Specific substance of Maruyama (SSM) suppresses immune responses in atopic dermatitis-like skin lesions in DS-Nh mice by modulating dendritic cell functions

Abstract

Specific substance of Maruyama (SSM) is a carcinostatic immunotherapeutic agent extracted from Mycobacterium tuberculosis. The efficacy of SSM induced interleukin(IL)-12 and IFN-γ production, and inhibition of IL-4, resulting in a shift from Th2 to Th1 in vivo. The DS-Nh mice are a model of human atopic dermatitis (AD), which spontaneously develop dermatitis under conventional conditions. In this study, to determine whether SSM can prevent the development of skin lesions in a murine model of AD. DS-Nh mice were injected with SSM 5 days per week for 11 weeks.
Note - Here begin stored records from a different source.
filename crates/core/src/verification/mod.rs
pub mod domain;
pub mod infrastructure;
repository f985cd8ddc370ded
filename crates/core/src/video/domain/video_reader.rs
use std::path::Path;

use crate::shared::frame::Frame;
use crate::shared::video_metadata::VideoMetadata;

/// Sequential frame source for a video file.
///
/// Implementations own the codec and container details; callers only see
/// [`Frame`]s in decode order. A reader is reusable: `open` may be called
/// again after `close`.
pub trait VideoReader: Send {
    fn open(&mut self, path: &Path) -> Result<VideoMetadata, Box<dyn std::error::Error>>;

    /// Iterator over frames in decode order, indexed from 0.
    fn frames(
        &mut self,
    ) -> Box<dyn Iterator<Item = Result<Frame, Box<dyn std::error::Error>>> + '_>;

    fn close(&mut self);
}
pub mod ffmpeg_reader;
pub mod image_file_writer;
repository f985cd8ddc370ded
pub mod domain;
pub mod match_evaluator;
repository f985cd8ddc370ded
use std::path::Path;

use crate::evaluation::domain::comparison_result::ComparisonResult;
use crate::evaluation::domain::frame_verdict::FrameVerdict;
use crate::sampling::sampled_frame::SampledFrame;
use crate::verification::domain::face_verifier::FaceVerifier;

/// Puts every sampled frame to the verifier against the reference image
/// and takes a strict-majority vote.
///
/// A frame the verifier fails on is skipped but stays in the denominator.
/// All frames are evaluated even once the outcome is decided.
pub struct MatchEvaluator {
    verifier: Box<dyn FaceVerifier>,
}

impl MatchEvaluator {
    pub fn new(verifier: Box<dyn FaceVerifier>) -> Self {
        Self { verifier }
    }

    pub fn evaluate(&mut self, reference: &Path, frames: &[SampledFrame]) -> ComparisonResult {
        let mut matches = 0usize;
        let mut skipped = 0usize;
        let mut last_outcome = None;

        for frame in frames {
            let verdict =
                FrameVerdict::from_result(self.verifier.verify(reference, frame.path()));
            if verdict.is_match() {
                matches += 1;
            }
            match verdict {
                FrameVerdict::Evaluated(outcome) => {
                    log::debug!("Frame {}: verified={}", frame.index(), outcome.verified);
                    last_outcome = Some(outcome);
                }
                FrameVerdict::Skipped(reason) => {
                    log::warn!("Skipping frame {}: {reason}", frame.index());
                    skipped += 1;
                }
            }
        }

        ComparisonResult::new(frames.len(), skipped, matches, last_outcome)
    }
}
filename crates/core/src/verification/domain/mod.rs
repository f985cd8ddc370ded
pub mod face_box;
pub mod face_embedder;
pub mod face_locator;
pub mod face_verifier;
pub mod verification_outcome;
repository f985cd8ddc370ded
pub mod comparison_result;
pub mod frame_verdict;
use std::path::Path;

use crate::shared::frame::Frame;
use crate::video::domain::image_writer::ImageWriter;

/// Writes frames with the `image` crate; the encoder is picked from the
/// path's extension.
pub struct ImageFileWriter;

impl ImageFileWriter {
    pub fn new() -> Self {
        Self
    }
}

impl Default for ImageFileWriter {
    fn default() -> Self {
        Self::new()
    }
}

impl ImageWriter for ImageFileWriter {
    fn write(&self, path: &Path, frame: &Frame) -> Result<(), Box<dyn std::error::Error>> {
        let img = image::RgbImage::from_raw(frame.width(), frame.height(), frame.data().to_vec())
            .ok_or("Failed to create image from frame data")?;
        img.save(path)?;
        Ok(())
    }
}

#[cfg(test)]
mod tests {
    use super::*;

    fn make_frame(width: u32, height: u32, rgb: [u8; 3]) -> Frame {
        let data = rgb.repeat((width * height) as usize);
        Frame::new(data, width, height, 0)
    }

    #[test]
    fn test_write_creates_file() {
        let dir = tempfile::tempdir().unwrap();
        let path = dir.path().join("frame.jpg");
        let writer = ImageFileWriter::new();
        writer.write(&path, &make_frame(100, 80, [50, 100, 200])).unwrap();
        assert!(path.exists());
        assert!(std::fs::metadata(&path).unwrap().len() > 0);
    }

    #[test]
    fn test_png_roundtrip_preserves_pixels() {
        let dir = tempfile::tempdir().unwrap();
        let path = dir.path().join("frame.png");
        let writer = ImageFileWriter::new();
        writer.write(&path, &make_frame(50, 50, [50, 100, 200])).unwrap();

        let loaded = Frame::load(&path).unwrap();
        assert_eq!((loaded.width(), loaded.height()), (50, 50));
        assert_eq!(&loaded.data()[..3], &[50, 100, 200]);
    }

    #[test]
    fn test_write_overwrites_existing_placeholder() {
        let dir = tempfile::tempdir().unwrap();
        let path = dir.path().join("frame.jpg");
        std::fs::write(&path, b"").unwrap();

        ImageFileWriter::new()
            .write(&path, &make_frame(16, 16, [0, 0, 0]))
            .unwrap();
        assert!(Frame::load(&path).is_ok());
    }

    #[test]
    fn test_write_invalid_path_returns_error() {
        let writer = ImageFileWriter::new();
        assert!(writer
            .write(Path::new("/nonexistent/dir/frame.jpg"), &make_frame(10, 10, [0, 0, 0]))
            .is_err());
    }
}
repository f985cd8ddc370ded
use serde::{Deserialize, Serialize};
use serde_json::{Map, Value};

/// Verdict for one image pair: a required `verified` flag plus whatever
/// diagnostics the verifier chose to report (distances, model names,
/// face areas). Diagnostics are passed through untouched.
#[derive(Clone, Debug, PartialEq, Serialize, Deserialize)]
pub struct VerificationOutcome {
    pub verified: bool,
    #[serde(flatten)]
    pub diagnostics: Map<String, Value>,
}

impl VerificationOutcome {
    pub fn new(verified: bool) -> Self {
        Self {
            verified,
            diagnostics: Map::new(),
        }
    }

    pub fn with_diagnostic(mut self, key: &str, value: impl Into<Value>) -> Self {
        self.diagnostics.insert(key.to_string(), value.into());
        self
    }
}
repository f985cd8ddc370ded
use std::path::{Path, PathBuf};

use tempfile::TempPath;

/// A locally readable input. Downloads carry the owning temporary file;
/// caller-supplied local files do not and are never deleted.
#[derive(Debug)]
pub struct AcquiredInput {
    path: PathBuf,
    download: Option<TempPath>,
}

impl AcquiredInput {
    pub fn local(path: PathBuf) -> Self {
        Self {
            path,
            download: None,
        }
    }

    pub fn downloaded(download: TempPath) -> Self {
        Self {
            path: download.to_path_buf(),
            download: Some(download),
        }
    }

    pub fn path(&self) -> &Path {
        &self.path
    }

    /// Splits into the readable path and the temporary file (if any) that
    /// the caller now has to delete.
    pub fn into_parts(self) -> (PathBuf, Option<TempPath>) {
        (self.path, self.download)
    }
}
Pharmacological, histological and serological studies were performed to investigate the therapeutic effect of SSM for DS-Nh mice. Analysis of cytokines responses to SSM using quantitative RT-PCR and flow cytometry were also performed to evaluate their therapeutic mechanisms in these AD model mice. Clinically, erythema, erosions, excoriation, and edema were observed in DS-Nh mice at 16 weeks of age, which advanced with age. Histologically, the relative number of mast cells increased in DS-Nh mice. SSM treatment alleviated the clinical and histological findings in accord with reduced serum IgE level, and increased IgG2a level. TSLP expression was not induced, but IL-1β, IL-12, IL-17A, and IFN-γ were induced in SSM-treated DS-Nh mice. Overall, SSM treatments increased the number of activated DCs in lesions. SSM induced CD80, CD86, and MHC class II expression on bone marrow-derived DCs. SSM enhanced IL-12 production, but suppressed TSLP expression, resulting in a shift from Th2 to Th1 responses. This shift suppressed AD-like skin lesions in a similar fashion as the BCG vaccine. Therefore, SSM may be a useful adjuvant for suppressing skin lesions in AD models.